Only in the fertile mind of a competitive coach can one envision Notre Dame (15-16, 6-12) making a run through the ACC tournament to the championship game, which is what it would take - a total of five victories - to qualify for the NCAA tournament.
All Notre Dame would have to do is win two games against beatable competition, and then defeat a likely gauntlet of Duke, Virginia and Syracuse or North Carolina.
The Irish don’t have the offensive firepower or the defensive prowess to compete for the tournament crown, and they are just bad enough to make an exit from next Wednesday’s first-round action before the Greensboro Coliseum is half full.
Yet for all of Notre Dame’s struggles under Mike Brey in the NCAA tournament, this remains a program that is accustomed to spending some time at its conference tournament site. The Irish haven’t exited the conference tournament after one game since the 2007-08 season when Marquette bounced Notre Dame out of Madison Square Garden.
The Irish made it to the final four of the Big East tournament each of the last four seasons, falling to Louisville in each of the last three.

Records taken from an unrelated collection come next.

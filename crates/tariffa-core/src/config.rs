//! Application configuration
//!
//! This module provides centralized configuration management using the `config` crate.
//! Configuration can be loaded from environment variables and config files.

use crate::models::{RecordType, UsageType};
use chrono::{DateTime, Utc};
use config::{Config, ConfigError, Environment, File};
use rust_decimal::Decimal;
use serde::Deserialize;
use std::collections::BTreeMap;
use std::env;

/// Main application configuration
#[derive(Debug, Deserialize, Clone)]
pub struct AppConfig {
    pub database: DatabaseConfig,
    pub redis: RedisConfig,
    #[serde(default)]
    pub pricing: PricingConfig,
    #[serde(default)]
    pub prepaid: PrepaidConfig,
    #[serde(default)]
    pub cycle: CycleConfig,
    #[serde(default)]
    pub log: LogConfig,
}

/// Database configuration
#[derive(Debug, Deserialize, Clone)]
pub struct DatabaseConfig {
    /// PostgreSQL connection URL
    pub url: String,

    /// Maximum number of connections in the pool
    #[serde(default = "default_max_connections")]
    pub max_connections: u32,

    /// Minimum number of connections in the pool
    #[serde(default = "default_min_connections")]
    pub min_connections: u32,

    /// Connection acquire timeout in seconds
    #[serde(default = "default_acquire_timeout")]
    pub acquire_timeout_secs: u64,

    /// Idle connection timeout in seconds
    #[serde(default = "default_idle_timeout")]
    pub idle_timeout_secs: u64,
}

fn default_max_connections() -> u32 {
    10
}

fn default_min_connections() -> u32 {
    2
}

fn default_acquire_timeout() -> u64 {
    30
}

fn default_idle_timeout() -> u64 {
    600
}

/// Redis configuration
#[derive(Debug, Deserialize, Clone)]
pub struct RedisConfig {
    /// Redis connection URL
    pub url: String,

    /// TTL for cached catalog entries in seconds
    #[serde(default = "default_cache_ttl")]
    pub default_ttl_secs: u64,
}

fn default_cache_ttl() -> u64 {
    300
}

/// Pricing engine configuration
#[derive(Debug, Deserialize, Clone)]
pub struct PricingConfig {
    /// Attempts allowed before a conflicting balance update gives up
    #[serde(default = "default_max_retries")]
    pub concurrent_max_retries: u32,

    /// Usage types priced flat, without touching a balance
    #[serde(default = "default_types_without_balance")]
    pub types_without_balance: Vec<UsageType>,

    /// Request type code of postpaid charge requests (never rebalanced, no live offset)
    #[serde(default = "default_postpay_charge_request_type")]
    pub postpay_charge_request_type: i32,
}

fn default_max_retries() -> u32 {
    8
}

fn default_types_without_balance() -> Vec<UsageType> {
    vec![UsageType::Credit, UsageType::Service]
}

fn default_postpay_charge_request_type() -> i32 {
    5
}

/// Prepaid charging configuration
#[derive(Debug, Deserialize, Clone)]
pub struct PrepaidConfig {
    /// Minimum volume reserved for a prepaid request
    #[serde(default = "default_min_usage")]
    pub min_usage: Decimal,

    /// Per usage type override of `min_usage`, keyed by usage type name
    #[serde(default)]
    pub min_usage_per_type: BTreeMap<String, Decimal>,

    /// Record types that are provisional (more requests follow in the session)
    #[serde(default = "default_provisional_record_types")]
    pub provisional_record_types: Vec<RecordType>,

    /// Treat a balance that cannot cover the minimum reservation as missing
    #[serde(default = "default_true")]
    pub reject_below_minimum: bool,

    /// Only rebalance when the session's final record arrives
    #[serde(default)]
    pub rebalance_on_final: bool,
}

fn default_min_usage() -> Decimal {
    Decimal::from(3)
}

fn default_provisional_record_types() -> Vec<RecordType> {
    vec![RecordType::Start, RecordType::Update]
}

fn default_true() -> bool {
    true
}

impl PrepaidConfig {
    /// Minimum reservation for a usage type
    pub fn min_usage_for(&self, usage_type: UsageType) -> Decimal {
        self.min_usage_per_type
            .get(usage_type.as_str())
            .copied()
            .unwrap_or(self.min_usage)
    }

    pub fn is_provisional(&self, record_type: Option<RecordType>) -> bool {
        record_type.map_or(false, |rt| self.provisional_record_types.contains(&rt))
    }
}

/// Billing cycle configuration
#[derive(Debug, Deserialize, Clone)]
pub struct CycleConfig {
    /// Day of month a billing period starts on (1-28)
    #[serde(default = "default_charging_day")]
    pub charging_day: u32,

    /// Accounts aggregated per batch
    #[serde(default = "default_batch_size")]
    pub aggregator_batch_size: u32,

    /// Earliest instant cycle listings reach back to
    #[serde(default)]
    pub registration_date: Option<DateTime<Utc>>,
}

fn default_charging_day() -> u32 {
    1
}

fn default_batch_size() -> u32 {
    100
}

/// Logging configuration
#[derive(Debug, Deserialize, Clone, Default)]
pub struct LogConfig {
    /// Emit JSON formatted log lines
    #[serde(default)]
    pub json: bool,
}

impl AppConfig {
    /// Load configuration from environment and optional config file
    pub fn load() -> Result<Self, ConfigError> {
        let run_mode = env::var("RUN_MODE").unwrap_or_else(|_| "development".to_string());

        let config = Config::builder()
            // Start with default values
            .set_default("database.max_connections", 10)?
            .set_default("database.min_connections", 2)?
            .set_default("redis.default_ttl_secs", 300)?
            .set_default("pricing.concurrent_max_retries", 8)?
            .set_default("prepaid.min_usage", 3)?
            .set_default("prepaid.rebalance_on_final", false)?
            .set_default("cycle.charging_day", 1)?
            .set_default("cycle.aggregator_batch_size", 100)?
            .set_default("log.json", false)?
            // Load config file if exists
            .add_source(File::with_name("config/default").required(false))
            .add_source(File::with_name(&format!("config/{}", run_mode)).required(false))
            // Load from environment variables with TARIFFA_ prefix
            .add_source(
                Environment::with_prefix("TARIFFA")
                    .separator("__")
                    .try_parsing(true),
            )
            .build()?;

        config.try_deserialize()
    }

    /// Load configuration from a specific file
    pub fn from_file(path: &str) -> Result<Self, ConfigError> {
        let config = Config::builder()
            .add_source(File::with_name(path))
            .add_source(Environment::with_prefix("TARIFFA").separator("__"))
            .build()?;

        config.try_deserialize()
    }
}

impl Default for PricingConfig {
    fn default() -> Self {
        Self {
            concurrent_max_retries: default_max_retries(),
            types_without_balance: default_types_without_balance(),
            postpay_charge_request_type: default_postpay_charge_request_type(),
        }
    }
}

impl Default for PrepaidConfig {
    fn default() -> Self {
        Self {
            min_usage: default_min_usage(),
            min_usage_per_type: BTreeMap::new(),
            provisional_record_types: default_provisional_record_types(),
            reject_below_minimum: true,
            rebalance_on_final: false,
        }
    }
}

impl Default for CycleConfig {
    fn default() -> Self {
        Self {
            charging_day: default_charging_day(),
            aggregator_batch_size: default_batch_size(),
            registration_date: None,
        }
    }
}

While the 2013-14 season bears virtually no resemblance to Brey’s recent squads that were 38-16 in conference play the previous three seasons, Notre Dame - at least based upon their competitiveness in defeat in its first campaign in the ACC - could prove to be a more difficult out than their current record indicates.
Among the bottom six teams in the ACC, which includes Wake Forest, Miami, Georgia Tech, Boston College and Virginia Tech, the Irish had the smallest margin of defeat in ACC play (7.91 points per game). Of Notre Dame’s 12 losses, only two were by double digits. The other 10 losses were by an average of a mere 6.7 points per game.

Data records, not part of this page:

#[cfg(test)]
mod tests {
    use super::*;
    use rust_decimal_macros::dec;
    use tariffa_core::models::{ChargingType, PricingResult, UsageType};

    fn balance() -> Balance {
        Balance::new(
            BalanceKey::new(9, 1, PeriodKey::new(2024, 5).unwrap()),
            ChargingType::Postpaid,
        )
    }

    fn update(stamp: &str) -> BalanceUpdate {
        BalanceUpdate {
            usage_type: Some(UsageType::Call),
            usagev: dec!(30),
            cost: dec!(0.5),
            count: 1,
            groups: Vec::new(),
            tx: Some((stamp.to_string(), PricingResult::default())),
        }
    }

    #[tokio::test]
    async fn test_conditional_update_detects_stale_snapshot() {
        let store = MemoryBalanceStore::new();
        let b = balance();
        let id = store.insert(b.clone());
        let stale = b.snapshot();

        assert_eq!(
            store.conditional_update(id, &stale, &update("a")).await.unwrap(),
            UpdateOutcome::Applied
        );
        assert_eq!(
            store.conditional_update(id, &stale, &update("b")).await.unwrap(),
            UpdateOutcome::Conflict
        );
        assert_eq!(store.write_count(), 1);

        let stored = store.get(id).unwrap();
        assert!(stored.tx_entry("a").is_some());
        assert!(stored.tx_entry("b").is_none());
        assert!(store.clear_tx(id, "a").await.unwrap());
        assert!(!store.clear_tx(id, "a").await.unwrap());
    }

    #[tokio::test]
    async fn test_injected_conflicts_do_not_write() {
        let store = MemoryBalanceStore::new();
        let b = balance();
        let id = store.insert(b.clone());
        store.inject_conflicts(2);

        for _ in 0..2 {
            assert_eq!(
                store
                    .conditional_update(id, &b.snapshot(), &update("a"))
                    .await
                    .unwrap(),
                UpdateOutcome::Conflict
            );
        }
        assert_eq!(store.write_count(), 0);
        assert_eq!(
            store
                .conditional_update(id, &b.snapshot(), &update("a"))
                .await
                .unwrap(),
            UpdateOutcome::Applied
        );
    }

    #[tokio::test]
    async fn test_multi_balance_write_is_all_or_nothing() {
        let store = MemoryBalanceStore::new();
        let own = balance();
        let shared = Balance::new(
            BalanceKey::shared(1, PeriodKey::new(2024, 5).unwrap()),
            ChargingType::Postpaid,
        );
        store.insert(own.clone());
        store.insert(shared.clone());

        // the shared balance moved since it was read
        store
            .conditional_update(shared.id, &shared.snapshot(), &update("other"))
            .await
            .unwrap();

        let writes = vec![
            BalanceWrite {
                id: own.id,
                expected: own.snapshot(),
                update: update("a"),
            },
            BalanceWrite {
                id: shared.id,
                expected: shared.snapshot(),
                update: update("a"),
            },
        ];
        assert_eq!(
            store.conditional_update_all(&writes).await.unwrap(),
            UpdateOutcome::Conflict
        );
        assert!(store.get(own.id).unwrap().tx_entry("a").is_none());
        assert_eq!(store.write_count(), 1);

        let fresh = store.get(shared.id).unwrap();
        let writes = vec![
            writes[0].clone(),
            BalanceWrite {
                expected: fresh.snapshot(),
                ..writes[1].clone()
            },
        ];
        assert_eq!(
            store.conditional_update_all(&writes).await.unwrap(),
            UpdateOutcome::Applied
        );
        assert!(store.get(own.id).unwrap().tx_entry("a").is_some());
        assert!(store.get(shared.id).unwrap().tx_entry("a").is_some());
        assert_eq!(store.write_count(), 3);
    }

    #[tokio::test]
    async fn test_create_rejects_duplicate_key() {
        let store = MemoryBalanceStore::new();
        let b = balance();
        store.create(&b).await.unwrap();
        let mut dup = b.clone();
        dup.id = Uuid::new_v4();
        assert!(store.create(&dup).await.is_err());
        assert!(store.load(&b.key()).await.unwrap().is_some());
    }

    #[tokio::test]
    async fn test_line_corrections() {
        let store = MemoryLineStore::new();
        let mut line = PricedLine::from_event(
            &tariffa_core::models::UsageEvent {
                stamp: "s1".to_string(),
                sid: 4,
                aid: 1,
                session_id: Some("sess".to_string()),
                ..Default::default()
            },
            &PricingResult::flat(dec!(100), dec!(0)),
        );
        let id = line.id;
        store.insert_archived(line.clone());
        line.id = Uuid::new_v4();
        store.insert_live(line);

        let mut deltas = BTreeMap::new();
        deltas.insert("rebalance_usagev".to_string(), dec!(-40));
        store.correct_archived(id, &deltas).await.unwrap();
        let touched = store.correct_live(4, Some("sess"), &deltas).await.unwrap();

        assert_eq!(touched, 1);
        assert_eq!(
            store.archived_session_usage(4, Some("sess")).await.unwrap(),
            dec!(60)
        );
        assert_eq!(
            store.live_session_usage(4, Some("sess")).await.unwrap(),
            dec!(60)
        );
        assert_eq!(store.live_session_usage(4, None).await.unwrap(), dec!(0));
    }

    #[tokio::test]
    async fn test_operations_in_flight() {
        let store = MemoryCycleStore::new();
        let now = Utc::now();
        let op = store
            .begin_operation(CycleOperation::Confirm, None, now)
            .await
            .unwrap();

        assert_eq!(
            store
                .operations_in_flight(&[CycleOperation::Confirm, CycleOperation::Charge])
                .await
                .unwrap(),
            1
        );
        store.finish_operation(op, now).await.unwrap();
        assert_eq!(
            store
                .operations_in_flight(&[CycleOperation::Confirm])
                .await
                .unwrap(),
            0
        );
    }
}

The next fewest double-digit losses among the bottom six in the ACC was by Miami, which had four. The Hurricanes also had the second lowest margin of defeat at 8.45. Next came Boston College (9.07), Georgia Tech (11.25), Virginia Tech (12.13) and Wake Forest (14.45).

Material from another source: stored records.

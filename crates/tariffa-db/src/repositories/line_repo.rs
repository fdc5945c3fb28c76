//! Priced line store implementation
//!
//! Lines are written by the downstream unify stage into `archive_lines` and
//! `lines` (the live copy). Rebalance corrections never rewrite a line; they
//! are appended to `line_corrections` and summed on read.

use async_trait::async_trait;
use chrono::{DateTime, Utc};
use rust_decimal::Decimal;
use sqlx::types::Json;
use sqlx::PgPool;
use std::collections::BTreeMap;
use tariffa_core::{
    models::{LedgerEntry, PricedLine, UsageType},
    traits::LineStore,
    AppError, AppResult,
};
use tracing::{debug, error, instrument};
use uuid::Uuid;

/// Which copy of a line a correction applies to
#[derive(Debug, Clone, Copy, PartialEq, Eq)]
enum LineSource {
    Archive,
    Live,
}

impl LineSource {
    fn as_str(&self) -> &'static str {
        match self {
            LineSource::Archive => "archive",
            LineSource::Live => "live",
        }
    }

    fn table(&self) -> &'static str {
        match self {
            LineSource::Archive => "archive_lines",
            LineSource::Live => "lines",
        }
    }
}

/// PostgreSQL implementation of LineStore
pub struct PgLineStore {
    pool: PgPool,
}

impl PgLineStore {
    /// Create a new line store
    pub fn new(pool: PgPool) -> Self {
        Self { pool }
    }

    /// Persist an archived line
    #[instrument(skip(self, line), fields(stamp = %line.stamp))]
    pub async fn insert_archived(&self, line: &PricedLine) -> AppResult<()> {
        self.insert(LineSource::Archive, line).await
    }

    /// Persist a live line
    #[instrument(skip(self, line), fields(stamp = %line.stamp))]
    pub async fn insert_live(&self, line: &PricedLine) -> AppResult<()> {
        self.insert(LineSource::Live, line).await
    }

    async fn insert(&self, source: LineSource, line: &PricedLine) -> AppResult<()> {
        let query = format!(
            r#"
            INSERT INTO {} (
                id, stamp, sid, aid, session_id, usage_type, rate_ref, plan,
                urt, usagev, aprice, balance_ref, in_group, out_group, arategroups
            )
            VALUES ($1, $2, $3, $4, $5, $6, $7, $8, $9, $10, $11, $12, $13, $14, $15)
            ON CONFLICT (stamp) DO NOTHING
            "#,
            source.table()
        );

        sqlx::query(&query)
            .bind(line.id)
            .bind(&line.stamp)
            .bind(line.sid)
            .bind(line.aid)
            .bind(&line.session_id)
            .bind(line.usage_type.as_str())
            .bind(&line.rate_ref)
            .bind(&line.plan)
            .bind(line.urt)
            .bind(line.usagev)
            .bind(line.aprice)
            .bind(line.balance_ref)
            .bind(line.in_group)
            .bind(line.out_group)
            .bind(Json(&line.arategroups))
            .execute(&self.pool)
            .await
            .map_err(|e| {
                error!("Database error inserting {} line: {}", source.as_str(), e);
                AppError::Database(format!("Failed to insert line: {}", e))
            })?;

        Ok(())
    }

    async fn session_usage(
        &self,
        source: LineSource,
        sid: i64,
        session_id: Option<&str>,
    ) -> AppResult<Decimal> {
        let query = format!(
            r#"
            SELECT
                COALESCE(SUM(l.usagev), 0)
                + COALESCE((
                    SELECT SUM(c.delta)
                    FROM line_corrections c
                    JOIN {table} l2 ON l2.id = c.line_id
                    WHERE c.source = $3
                      AND c.field = 'rebalance_usagev'
                      AND l2.sid = $1
                      AND l2.session_id IS NOT DISTINCT FROM $2
                ), 0)
            FROM {table} l
            WHERE l.sid = $1 AND l.session_id IS NOT DISTINCT FROM $2
            "#,
            table = source.table()
        );

        sqlx::query_scalar::<sqlx::Postgres, Decimal>(&query)
            .bind(sid)
            .bind(session_id)
            .bind(source.as_str())
            .fetch_one(&self.pool)
            .await
            .map_err(|e| {
                error!("Database error summing {} session usage: {}", source.as_str(), e);
                AppError::Database(format!("Failed to sum session usage: {}", e))
            })
    }

    async fn add_corrections(
        &self,
        source: LineSource,
        line_ids: &[Uuid],
        deltas: &BTreeMap<String, Decimal>,
    ) -> AppResult<()> {
        let mut tx = self.pool.begin().await.map_err(|e| {
            error!("Failed to begin correction transaction: {}", e);
            AppError::Database(format!("Failed to begin transaction: {}", e))
        })?;

        for line_id in line_ids {
            for (field, delta) in deltas {
                sqlx::query(
                    r#"
                    INSERT INTO line_corrections (line_id, source, field, delta)
                    VALUES ($1, $2, $3, $4)
                    "#,
                )
                .bind(line_id)
                .bind(source.as_str())
                .bind(field)
                .bind(delta)
                .execute(&mut *tx)
                .await
                .map_err(|e| {
                    error!("Database error recording correction on {}: {}", line_id, e);
                    AppError::Database(format!("Failed to record correction: {}", e))
                })?;
            }
        }

        tx.commit().await.map_err(|e| {
            error!("Failed to commit corrections: {}", e);
            AppError::Database(format!("Failed to commit corrections: {}", e))
        })
    }
}

#[async_trait]
impl LineStore for PgLineStore {
    #[instrument(skip(self))]
    async fn last_archived_in_session(
        &self,
        sid: i64,
        session_id: Option<&str>,
    ) -> AppResult<Option<PricedLine>> {
        debug!("Finding last archived line of session");

        let result = sqlx::query_as::<sqlx::Postgres, LineRow>(
            r#"
            SELECT
                a.id, a.stamp, a.sid, a.aid, a.session_id, a.usage_type,
                a.rate_ref, a.plan, a.urt, a.usagev, a.aprice,
                a.balance_ref, a.in_group, a.out_group, a.arategroups,
                COALESCE((
                    SELECT jsonb_object_agg(t.field, t.total::text)
                    FROM (
                        SELECT c.field, SUM(c.delta) AS total
                        FROM line_corrections c
                        WHERE c.line_id = a.id AND c.source = 'archive'
                        GROUP BY c.field
                    ) t
                ), '{}'::jsonb) AS corrections
            FROM archive_lines a
            WHERE a.sid = $1 AND a.session_id IS NOT DISTINCT FROM $2
            ORDER BY a.urt DESC
            LIMIT 1
            "#,
        )
        .bind(sid)
        .bind(session_id)
        .fetch_optional(&self.pool)
        .await
        .map_err(|e| {
            error!("Database error finding session line: {}", e);
            AppError::Database(format!("Failed to find session line: {}", e))
        })?;

        result.map(PricedLine::try_from).transpose()
    }

    #[instrument(skip(self))]
    async fn archived_session_usage(&self, sid: i64, session_id: Option<&str>) -> AppResult<Decimal> {
        self.session_usage(LineSource::Archive, sid, session_id).await
    }

    #[instrument(skip(self))]
    async fn live_session_usage(&self, sid: i64, session_id: Option<&str>) -> AppResult<Decimal> {
        self.session_usage(LineSource::Live, sid, session_id).await
    }

    #[instrument(skip(self, deltas))]
    async fn correct_archived(
        &self,
        line_id: Uuid,
        deltas: &BTreeMap<String, Decimal>,
    ) -> AppResult<()> {
        self.add_corrections(LineSource::Archive, &[line_id], deltas)
            .await
    }

    #[instrument(skip(self, deltas))]
    async fn correct_live(
        &self,
        sid: i64,
        session_id: Option<&str>,
        deltas: &BTreeMap<String, Decimal>,
    ) -> AppResult<u64> {
        let ids = sqlx::query_scalar::<sqlx::Postgres, Uuid>(
            r#"
            SELECT id FROM lines
            WHERE sid = $1 AND session_id IS NOT DISTINCT FROM $2
            "#,
        )
        .bind(sid)
        .bind(session_id)
        .fetch_all(&self.pool)
        .await
        .map_err(|e| {
            error!("Database error finding live session lines: {}", e);
            AppError::Database(format!("Failed to find live lines: {}", e))
        })?;

        self.add_corrections(LineSource::Live, &ids, deltas).await?;
        Ok(ids.len() as u64)
    }
}

/// Helper struct for mapping database rows
#[derive(Debug, sqlx::FromRow)]
struct LineRow {
    id: Uuid,
    stamp: String,
    sid: i64,
    aid: i64,
    session_id: Option<String>,
    usage_type: String,
    rate_ref: String,
    plan: String,
    urt: DateTime<Utc>,
    usagev: Decimal,
    aprice: Decimal,
    balance_ref: Option<Uuid>,
    in_group: Option<Decimal>,
    out_group: Option<Decimal>,
    arategroups: Json<Vec<LedgerEntry>>,
    corrections: Json<BTreeMap<String, Decimal>>,
}

impl TryFrom<LineRow> for PricedLine {
    type Error = AppError;

    fn try_from(row: LineRow) -> Result<Self, Self::Error> {
        let usage_type = UsageType::from_str(&row.usage_type).ok_or_else(|| {
            AppError::Serialization(format!("Unknown usage type {}", row.usage_type))
        })?;

        Ok(Self {
            id: row.id,
            stamp: row.stamp,
            sid: row.sid,
            aid: row.aid,
            session_id: row.session_id,
            usage_type,
            rate_ref: row.rate_ref,
            plan: row.plan,
            urt: row.urt,
            usagev: row.usagev,
            aprice: row.aprice,
            balance_ref: row.balance_ref,
            in_group: row.in_group,
            out_group: row.out_group,
            arategroups: row.arategroups.0,
            corrections: row.corrections.0,
        })
    }
}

Of course, the Irish - as the No. 12 or 13 seed -- have to defeat just one of those five other bottom dwellers in the ACC tournament, which as of today would be Georgia Tech. The Irish split a pair of games with the Yellow Jackets, defeated Boston College twice, knocked off Virginia Tech at home in overtime, and lost on the road to Wake Forest and Miami to finish 4-3 against the bottom portion of the ACC.
The winner of the No. 12 vs. No. 13 seed game scheduled for Wednesday at 1 p.m. ET will take on the fifth-place finisher in the ACC. As of today, that’s Pittsburgh, whom the Irish lost to in overtime last weekend.
Yet if Clemson defeats the Panthers at the Tigers’ Littlejohn Coliseum Saturday, a victory by the Irish in the first round of the ACC tournament would send them to Thursday afternoon action against Clemson, whom the Irish defeated at home in double overtime on Feb. 11. The offensively-challenged Tigers are always just one poor shooting game away from an early exit.
At this point in the season, the Irish are fighting for little more than respectability and pride as well as a spot in a minor post-season tournament. Yet with nine days to prepare, they’ve been competitive enough with post-season veterans Eric Atkins, Garrick Sherman, Pat Connaughton and Tom Knight to make a little noise in the ACC tournament.